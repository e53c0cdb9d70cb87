//! Function-wrapping combinators.
//!
//! Each combinator wraps a function in a tiny explicit state machine:
//!
//! - [`After`] / [`Before`] / [`Once`]: call-count gates
//! - [`Debounce`] / [`Throttle`]: time-gated re-invocation (plus the
//!   blocking [`delay`])
//! - [`Memoize`]: unbounded result caching with a pluggable resolver
//! - [`curry2!`](crate::curry2) family and [`partial!`](crate::partial):
//!   staged application
//! - [`flow!`](crate::flow) / [`flow_right!`](crate::flow_right):
//!   composition
//! - [`attempt`] / [`AttemptOutcome`]: error-to-value conversion
//! - [`UniqueIdGenerator`]: explicit, injectable ID counter state
//!
//! Every stateful combinator takes `&mut self` to advance its state, so
//! concurrent use is ruled out by the borrow rules rather than by locks;
//! none of this module is thread-aware on purpose.
//!
//! # Examples
//!
//! ```rust
//! use dashkit::combinator::Once;
//!
//! let mut initialize = Once::new(|name: &str| format!("hello {name}"));
//! assert_eq!(initialize.call("ada"), "hello ada");
//! // Later arguments are ignored; the cached result wins.
//! assert_eq!(initialize.call("grace"), "hello ada");
//! ```

mod attempt;
mod curry_macro;
mod flow_macro;
mod gate;
mod memoize;
mod partial_macro;
mod sequence;
mod timing;
mod utils;

pub use attempt::{AttemptOutcome, attempt, negate, tap, times};
pub use gate::{After, Before, Once};
pub use memoize::Memoize;
pub use sequence::UniqueIdGenerator;
pub use timing::{Debounce, Throttle, delay};
pub use utils::{Placeholder, ary1, ary2, constant, flip, identity, rearg2, rearg3, __};
//! Result caching keyed by a resolver function.

use std::collections::HashMap;
use std::fmt::Debug;

/// Caches every result of a function, keyed by a string resolver.
///
/// The default resolver renders the input with [`Debug`]; a custom
/// resolver can collapse distinct inputs onto one cache entry. The cache
/// is unbounded and only shrinks through
/// [`clear_cache`](Memoize::clear_cache), so long-lived memoizers over
/// unbounded input domains grow without limit.
///
/// # Examples
///
/// ```
/// use dashkit::combinator::Memoize;
///
/// let mut slow_square = Memoize::new(|value: &i32| value * value);
/// assert_eq!(slow_square.call(12), 144);
/// assert_eq!(slow_square.call(12), 144);
/// assert_eq!(slow_square.cache().len(), 1);
/// ```
pub struct Memoize<T, R, F> {
    function: F,
    resolver: Box<dyn Fn(&T) -> String>,
    cache: HashMap<String, R>,
}

impl<T, R, F> Memoize<T, R, F>
where
    F: FnMut(&T) -> R,
{
    /// Memoizes `function`, keying the cache on the input's [`Debug`]
    /// rendering.
    pub fn new(function: F) -> Self
    where
        T: Debug,
    {
        Self::with_resolver(function, |input| format!("{input:?}"))
    }

    /// Memoizes `function` with a custom cache-key resolver.
    ///
    /// ```
    /// use dashkit::combinator::Memoize;
    ///
    /// // Key case-insensitively: "Ada" and "ADA" share an entry.
    /// let mut greet = Memoize::with_resolver(
    ///     |name: &String| format!("hello {name}"),
    ///     |name| name.to_lowercase(),
    /// );
    /// assert_eq!(greet.call("Ada".to_string()), "hello Ada");
    /// assert_eq!(greet.call("ADA".to_string()), "hello Ada");
    /// ```
    pub fn with_resolver(function: F, resolver: impl Fn(&T) -> String + 'static) -> Self {
        Self {
            function,
            resolver: Box::new(resolver),
            cache: HashMap::new(),
        }
    }

    /// Invokes the memoized function, consulting the cache first.
    pub fn call(&mut self, input: T) -> R
    where
        R: Clone,
    {
        let key = (self.resolver)(&input);
        if let Some(hit) = self.cache.get(&key) {
            return hit.clone();
        }
        let computed = (self.function)(&input);
        self.cache.insert(key, computed.clone());
        computed
    }

    /// Read access to the underlying cache.
    pub const fn cache(&self) -> &HashMap<String, R> {
        &self.cache
    }

    /// Drops every cached entry.
    pub fn clear_cache(&mut self) {
        self.cache.clear();
    }
}
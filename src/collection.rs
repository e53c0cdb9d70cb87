//! Collection utilities over sequences and mappings.
//!
//! Everything in this module is built on one shared iteration primitive,
//! [`iter_entries`]: given a container and a coerced
//! [`Iteratee`](crate::iteratee::Iteratee), it lazily yields
//! `(iteratee_result, value, key)` triples in order, or reversed (for
//! mappings that means reverse insertion order, for sequences index
//! `len-1` down to `0`). Scalars iterate as the empty collection.
//!
//! Predicate positions (filtering, `every`, `some`, `find_`) run the
//! iteratee result through [`truthy`](crate::predicate::truthy).
//!
//! # Examples
//!
//! ```rust
//! use dashkit::collection::{group_by, partition};
//! use dashkit::iteratee::Iteratee;
//! use dashkit::value::Value;
//!
//! let numbers = Value::from(vec![1_i64, 2, 3, 4]);
//! let at_least_three = Iteratee::func(|value, _, _| {
//!     Value::Bool(value.as_int().unwrap_or(0) >= 3)
//! });
//!
//! let (kept, dropped) = partition(&numbers, &at_least_three);
//! assert_eq!(kept, vec![Value::Int(3), Value::Int(4)]);
//! assert_eq!(dropped, vec![Value::Int(1), Value::Int(2)]);
//! ```

use crate::error::EmptyReductionError;
use crate::iteratee::Iteratee;
use crate::predicate::{is_equal, truthy};
use crate::value::{Key, Map, Value};

/// Lazily yields `(iteratee_result, value, key)` for every entry of the
/// container, in insertion/index order or reversed.
///
/// This is the iteration primitive the whole module shares. Non-container
/// values yield nothing.
pub fn iter_entries<'a>(
    container: &'a Value,
    iteratee: &'a Iteratee,
    reverse: bool,
) -> impl Iterator<Item = (Value, &'a Value, Key)> + 'a {
    raw_entries(container, reverse)
        .map(move |(key, value)| (iteratee.apply(value, &key, container), value, key))
}

/// Yields `(key, value)` pairs without applying an iteratee.
fn raw_entries(container: &Value, reverse: bool) -> Box<dyn Iterator<Item = (Key, &Value)> + '_> {
    match container {
        Value::Seq(items) => {
            let forward = items
                .iter()
                .enumerate()
                .map(|(position, value)| (Key::Index(position), value));
            if reverse {
                Box::new(forward.rev())
            } else {
                Box::new(forward)
            }
        }
        Value::Map(entries) => {
            let forward = entries
                .iter()
                .map(|(key, value)| (Key::Name(key.clone()), value));
            if reverse {
                Box::new(forward.rev())
            } else {
                Box::new(forward)
            }
        }
        _ => Box::new(std::iter::empty()),
    }
}

/// Maps every entry through the iteratee, collecting the results.
///
/// # Examples
///
/// ```rust
/// use dashkit::collection::map_;
/// use dashkit::iteratee::Iteratee;
/// use dashkit::value::Value;
///
/// let users = Value::from(vec![
///     Value::map_of([("name", Value::from("ada"))]),
///     Value::map_of([("name", Value::from("grace"))]),
/// ]);
/// assert_eq!(
///     map_(&users, &Iteratee::from("name")),
///     vec![Value::from("ada"), Value::from("grace")]
/// );
/// ```
pub fn map_(collection: &Value, iteratee: &Iteratee) -> Vec<Value> {
    iter_entries(collection, iteratee, false)
        .map(|(result, _, _)| result)
        .collect()
}

/// Collects the original entries whose iteratee result is truthy.
pub fn filter_(collection: &Value, predicate: &Iteratee) -> Vec<Value> {
    iter_entries(collection, predicate, false)
        .filter(|(result, _, _)| truthy(result))
        .map(|(_, value, _)| value.clone())
        .collect()
}

/// Collects the original entries whose iteratee result is falsey.
pub fn reject(collection: &Value, predicate: &Iteratee) -> Vec<Value> {
    iter_entries(collection, predicate, false)
        .filter(|(result, _, _)| !truthy(result))
        .map(|(_, value, _)| value.clone())
        .collect()
}

/// Folds the collection left-to-right with an explicit reducer.
///
/// With no seed, the first entry becomes the accumulator and iteration
/// starts at the second; reducing an empty collection without a seed is
/// an [`EmptyReductionError`].
///
/// # Errors
///
/// Returns [`EmptyReductionError`] when the collection is empty and no
/// seed accumulator was supplied.
///
/// # Examples
///
/// ```rust
/// use dashkit::collection::reduce_;
/// use dashkit::value::Value;
///
/// let numbers = Value::from(vec![1_i64, 2, 3]);
/// let total = reduce_(&numbers, |accumulator, value, _| {
///     Value::Int(accumulator.as_int().unwrap_or(0) + value.as_int().unwrap_or(0))
/// }, None)?;
/// assert_eq!(total, Value::Int(6));
/// # Ok::<(), dashkit::error::EmptyReductionError>(())
/// ```
pub fn reduce_<F>(
    collection: &Value,
    reducer: F,
    accumulator: Option<Value>,
) -> Result<Value, EmptyReductionError>
where
    F: Fn(&Value, &Value, &Key) -> Value,
{
    fold_entries(collection, reducer, accumulator, false, "reduce_")
}

/// Folds the collection right-to-left; otherwise exactly [`reduce_`].
///
/// # Errors
///
/// Returns [`EmptyReductionError`] when the collection is empty and no
/// seed accumulator was supplied.
pub fn reduce_right<F>(
    collection: &Value,
    reducer: F,
    accumulator: Option<Value>,
) -> Result<Value, EmptyReductionError>
where
    F: Fn(&Value, &Value, &Key) -> Value,
{
    fold_entries(collection, reducer, accumulator, true, "reduce_right")
}

fn fold_entries<F>(
    collection: &Value,
    reducer: F,
    accumulator: Option<Value>,
    reverse: bool,
    operation: &'static str,
) -> Result<Value, EmptyReductionError>
where
    F: Fn(&Value, &Value, &Key) -> Value,
{
    let mut entries = raw_entries(collection, reverse);
    let mut accumulator = match accumulator {
        Some(seed) => seed,
        None => match entries.next() {
            Some((_, value)) => value.clone(),
            None => return Err(EmptyReductionError { operation }),
        },
    };
    for (key, value) in entries {
        accumulator = reducer(&accumulator, value, &key);
    }
    Ok(accumulator)
}

/// Returns the first entry whose iteratee result is truthy.
///
/// "Not found" is `None`, never an error.
pub fn find_(collection: &Value, predicate: &Iteratee) -> Option<Value> {
    iter_entries(collection, predicate, false)
        .find(|(result, _, _)| truthy(result))
        .map(|(_, value, _)| value.clone())
}

/// Returns the last entry whose iteratee result is truthy.
pub fn find_last(collection: &Value, predicate: &Iteratee) -> Option<Value> {
    iter_entries(collection, predicate, true)
        .find(|(result, _, _)| truthy(result))
        .map(|(_, value, _)| value.clone())
}

/// Returns `true` if every entry satisfies the predicate (vacuously true
/// on empty collections).
pub fn every(collection: &Value, predicate: &Iteratee) -> bool {
    iter_entries(collection, predicate, false).all(|(result, _, _)| truthy(&result))
}

/// Returns `true` if any entry satisfies the predicate (false on empty
/// collections).
pub fn some(collection: &Value, predicate: &Iteratee) -> bool {
    iter_entries(collection, predicate, false).any(|(result, _, _)| truthy(&result))
}

/// Groups original entries by their iteratee result's display form.
///
/// Group order follows first appearance; entries keep collection order
/// within a group.
///
/// # Examples
///
/// ```rust
/// use dashkit::collection::group_by;
/// use dashkit::iteratee::Iteratee;
/// use dashkit::value::Value;
///
/// let numbers = Value::from(vec![1_i64, 2, 3, 4]);
/// let parity = Iteratee::func(|value, _, _| {
///     Value::Int(value.as_int().unwrap_or(0) % 2)
/// });
/// let groups = group_by(&numbers, &parity);
/// assert_eq!(groups.get("1"), Some(&Value::from(vec![1_i64, 3])));
/// assert_eq!(groups.get("0"), Some(&Value::from(vec![2_i64, 4])));
/// ```
pub fn group_by(collection: &Value, iteratee: &Iteratee) -> Map {
    let mut groups = Map::new();
    for (result, value, _) in iter_entries(collection, iteratee, false) {
        let bucket = result.to_string();
        match groups.get_mut(&bucket) {
            Some(Value::Seq(members)) => members.push(value.clone()),
            _ => {
                groups.insert(bucket, Value::Seq(vec![value.clone()]));
            }
        }
    }
    groups
}

/// Splits entries into `(truthy, falsey)` by the predicate.
///
/// # Examples
///
/// ```rust
/// use dashkit::collection::partition;
/// use dashkit::iteratee::Iteratee;
/// use dashkit::value::Value;
///
/// let numbers = Value::from(vec![1_i64, 2, 3, 4]);
/// let big = Iteratee::func(|value, _, _| Value::Bool(value.as_int().unwrap_or(0) >= 3));
/// assert_eq!(
///     partition(&numbers, &big),
///     (
///         vec![Value::Int(3), Value::Int(4)],
///         vec![Value::Int(1), Value::Int(2)],
///     )
/// );
/// ```
pub fn partition(collection: &Value, predicate: &Iteratee) -> (Vec<Value>, Vec<Value>) {
    let mut kept = Vec::new();
    let mut dropped = Vec::new();
    for (result, value, _) in iter_entries(collection, predicate, false) {
        if truthy(&result) {
            kept.push(value.clone());
        } else {
            dropped.push(value.clone());
        }
    }
    (kept, dropped)
}

/// Counts entries by their iteratee result's display form.
pub fn count_by(collection: &Value, iteratee: &Iteratee) -> Map {
    let mut counts = Map::new();
    for (result, _, _) in iter_entries(collection, iteratee, false) {
        let bucket = result.to_string();
        match counts.get_mut(&bucket) {
            Some(Value::Int(count)) => *count += 1,
            _ => {
                counts.insert(bucket, Value::Int(1));
            }
        }
    }
    counts
}

/// Indexes entries by their iteratee result's display form; later entries
/// overwrite earlier ones under the same key.
pub fn key_by(collection: &Value, iteratee: &Iteratee) -> Map {
    let mut index = Map::new();
    for (result, value, _) in iter_entries(collection, iteratee, false) {
        index.insert(result.to_string(), value.clone());
    }
    index
}

/// Visits every entry in order, for side effects.
pub fn for_each<F>(collection: &Value, mut visitor: F)
where
    F: FnMut(&Value, &Key),
{
    for (key, value) in raw_entries(collection, false) {
        visitor(value, &key);
    }
}

/// Visits every entry in reverse order, for side effects.
pub fn for_each_right<F>(collection: &Value, mut visitor: F)
where
    F: FnMut(&Value, &Key),
{
    for (key, value) in raw_entries(collection, true) {
        visitor(value, &key);
    }
}

/// Returns the number of entries (string length for strings, zero for
/// other scalars).
#[inline]
pub fn size_(collection: &Value) -> usize {
    collection.len()
}

/// Membership test: sequence elements, mapping values, or substring for
/// strings. Comparison is numeric-widening [`is_equal`].
pub fn includes(collection: &Value, target: &Value) -> bool {
    match collection {
        Value::Str(text) => target.as_str().is_some_and(|needle| text.contains(needle)),
        container if container.is_seq() || container.is_map() => {
            raw_entries(container, false).any(|(_, value)| is_equal(value, target))
        }
        _ => false,
    }
}

/// Extracts a deep property from every entry (a [`map_`] over a property
/// iteratee).
pub fn pluck(collection: &Value, path: impl Into<crate::value::Path>) -> Vec<Value> {
    map_(collection, &Iteratee::Property(path.into()))
}

/// Maps every entry through the iteratee and flattens sequence results
/// one level.
pub fn flat_map_(collection: &Value, iteratee: &Iteratee) -> Vec<Value> {
    let mut flattened = Vec::new();
    for (result, _, _) in iter_entries(collection, iteratee, false) {
        match result {
            Value::Seq(items) => flattened.extend(items),
            other => flattened.push(other),
        }
    }
    flattened
}

/// Returns the original entry whose iteratee result is smallest under
/// [`Value::compare`].
pub fn min_by(collection: &Value, iteratee: &Iteratee) -> Option<Value> {
    iter_entries(collection, iteratee, false)
        .min_by(|(left, _, _), (right, _, _)| left.compare(right))
        .map(|(_, value, _)| value.clone())
}

/// Returns the original entry whose iteratee result is largest under
/// [`Value::compare`].
pub fn max_by(collection: &Value, iteratee: &Iteratee) -> Option<Value> {
    iter_entries(collection, iteratee, false)
        .max_by(|(left, _, _), (right, _, _)| left.compare(right))
        .map(|(_, value, _)| value.clone())
}

/// Sums the numeric iteratee results, ignoring non-numeric ones.
pub fn sum_by(collection: &Value, iteratee: &Iteratee) -> f64 {
    iter_entries(collection, iteratee, false)
        .filter_map(|(result, _, _)| result.as_number())
        .sum()
}

/// Averages the numeric iteratee results; `None` when nothing numeric.
pub fn mean_by(collection: &Value, iteratee: &Iteratee) -> Option<f64> {
    let numbers: Vec<f64> = iter_entries(collection, iteratee, false)
        .filter_map(|(result, _, _)| result.as_number())
        .collect();
    if numbers.is_empty() {
        return None;
    }
    #[allow(clippy::cast_precision_loss)]
    Some(numbers.iter().sum::<f64>() / numbers.len() as f64)
}

/// Sorts a sequence by the multi-key order mini-language.
///
/// Each key is a deep path; a leading `-` means descending for that key.
/// Keys compare lexicographically in the order given, using
/// [`Value::compare`]. An empty key list sorts by the elements themselves.
///
/// The original invalid-argument failure mode (mutually exclusive
/// comparator and keys) cannot arise here: comparators go to
/// [`sort_with`] instead.
///
/// # Examples
///
/// ```rust
/// use dashkit::collection::sort_by;
/// use dashkit::value::Value;
///
/// let people = vec![
///     Value::map_of([("name", Value::from("ada")), ("age", Value::Int(36))]),
///     Value::map_of([("name", Value::from("grace")), ("age", Value::Int(36))]),
///     Value::map_of([("name", Value::from("alan")), ("age", Value::Int(41))]),
/// ];
/// let sorted = sort_by(&people, &["-age", "name"]);
/// assert_eq!(
///     sorted[0].index("name"),
///     Some(&Value::from("alan"))
/// );
/// assert_eq!(sorted[1].index("name"), Some(&Value::from("ada")));
/// ```
pub fn sort_by(items: &[Value], keys: &[&str]) -> Vec<Value> {
    let orders: Vec<(crate::value::Path, bool)> = keys
        .iter()
        .map(|&key| {
            key.strip_prefix('-').map_or_else(
                || (crate::value::Path::parse(key), false),
                |rest| (crate::value::Path::parse(rest), true),
            )
        })
        .collect();

    let mut sorted = items.to_vec();
    sorted.sort_by(|left, right| {
        if orders.is_empty() {
            return left.compare(right);
        }
        for (path, descending) in &orders {
            let null = Value::Null;
            let left_value = crate::object::get(left, path.clone()).unwrap_or(&null);
            let right_value = crate::object::get(right, path.clone()).unwrap_or(&null);
            let ordering = left_value.compare(right_value);
            let ordering = if *descending { ordering.reverse() } else { ordering };
            if ordering != std::cmp::Ordering::Equal {
                return ordering;
            }
        }
        std::cmp::Ordering::Equal
    });
    sorted
}

/// Alias for [`sort_by`] kept for lodash vocabulary parity.
#[inline]
pub fn order_by(items: &[Value], keys: &[&str]) -> Vec<Value> {
    sort_by(items, keys)
}

/// Sorts a sequence with an explicit comparator.
pub fn sort_with<F>(items: &[Value], comparator: F) -> Vec<Value>
where
    F: Fn(&Value, &Value) -> std::cmp::Ordering,
{
    let mut sorted = items.to_vec();
    sorted.sort_by(|left, right| comparator(left, right));
    sorted
}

----

The lines you need are those holding the word "impl"; copy each of them from the material above.

RESPONSE TO THIS TASK:
impl<T, R, F> Memoize<T, R, F>
    pub fn with_resolver(function: F, resolver: impl Fn(&T) -> String + 'static) -> Self {
) -> impl Iterator<Item = (Value, &'a Value, Key)> + 'a {
pub fn pluck(collection: &Value, path: impl Into<crate::value::Path>) -> Vec<Value> {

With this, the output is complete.